The acute phase of treatment presents opportunities for psychoeducation
of family and friends, and building a collaborative therapeutic relationship
with the patient. The patient is often only able to tolerate and digest
focal bits of psychoeducational information during the acute phase.
Significant psychoeducational and psychotherapeutic interventions commonly,
and appropriately, occur in the continuation phase (also called the early
stable phase) which lasts for a further 6-12 weeks. Normalization of biological
and social rhythms is an essential part of management too. Mood stabilizers
are the mainstay of pharmacoltherapy. Neuroleptics and benzodiazepines,
used for acute behavioural suppression or for rapid control of manic behavioral
dyscontrol, need to be gradually discontinued over 2-3 weeks after symptom
control has been achieved. Neuroleptics need to be continued well beyond
the acute phase only if there is persistent or incongruent psychotic symptoms.

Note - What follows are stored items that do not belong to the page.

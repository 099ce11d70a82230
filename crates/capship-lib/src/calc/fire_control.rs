//! Extra fire control for crowded firing arcs.
//!
//! Each arc supports a base number of weapon slots (12 on JumpShips, 20 on
//! WarShips and stations). Every full allowance beyond the first slot costs a
//! tenth of the arc's weapon tonnage, rounded up to the half ton. A working
//! naval C3 network doubles the surcharge.

use serde::Serialize;

use crate::catalog::{EquipmentFlags, EquipmentType};
use crate::hull::{Arc, HullClass};
use crate::rounding::ceil_half_ton;
use crate::vessel::Vessel;

use super::tables::MASS_DRIVER_SLOTS;

/// Fire control load of a single firing arc.
#[derive(Debug, Clone, Copy, PartialEq, Serialize)]
pub struct ArcFireControl {
    pub arc: Arc,
    pub slots: u32,
    pub weapon_tonnage: f64,
    pub surcharge: f64,
}

/// Slots a weapon occupies in its arc.
pub fn weapon_slots(kind: &EquipmentType) -> u32 {
    if kind.is_mass_driver() {
        MASS_DRIVER_SLOTS
    } else {
        1
    }
}

pub fn arc_surcharge(class: HullClass, slots: u32, weapon_tonnage: f64, naval_c3: bool) -> f64 {
    let excess = slots.saturating_sub(1) / class.slots_per_arc();
    if excess == 0 {
        return 0.0;
    }
    let surcharge = ceil_half_ton(f64::from(excess) * weapon_tonnage / 10.0);
    if naval_c3 {
        surcharge * 2.0
    } else {
        surcharge
    }
}

/// Per-arc fire control, in the hull's arc order. Bay contents count as
/// individual weapons in the bay's arc.
pub fn fire_control_by_arc(vessel: &Vessel<'_>) -> Vec<ArcFireControl> {
    let class = vessel.class();
    let naval_c3 = vessel.has_working_misc(EquipmentFlags::NAVAL_C3);
    class
        .arcs()
        .iter()
        .map(|&arc| {
            let (slots, weapon_tonnage) = vessel
                .weapons()
                .filter(|m| m.arc == Some(arc))
                .fold((0, 0.0), |(slots, tons), m| {
                    (slots + weapon_slots(m.kind), tons + m.tonnage())
                });
            ArcFireControl {
                arc,
                slots,
                weapon_tonnage,
                surcharge: arc_surcharge(class, slots, weapon_tonnage, naval_c3),
            }
        })
        .collect()
}

pub fn fire_control_surcharge(arcs: &[ArcFireControl]) -> f64 {
    arcs.iter().map(|arc| arc.surcharge).sum()
}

Similarly, antidepressants can be gradually discontinued over 6-12 weeks
after remission from bipolar depression provided that the patient continues
to be on a mood stabilizer. However, if there is a previous history of
the patients symptoms being exacerbated every time neuroleptics,
antidepressants or other psychotropic medications are discontinued, there
is justification in continuing these medications in addition to mood stabilizers
during this phase and beyond. The clinician and patient should constantly
weigh the benefits versus risks of continuing or discontinuing treatments.
This is also the phase for active discussion with the patient and family
about long term treatment and the benefits and risks of prophylactic treatment.
Serum medication levels and monitoring/investigations of bodily systems
should be done as clinically indicated in the continuation phase.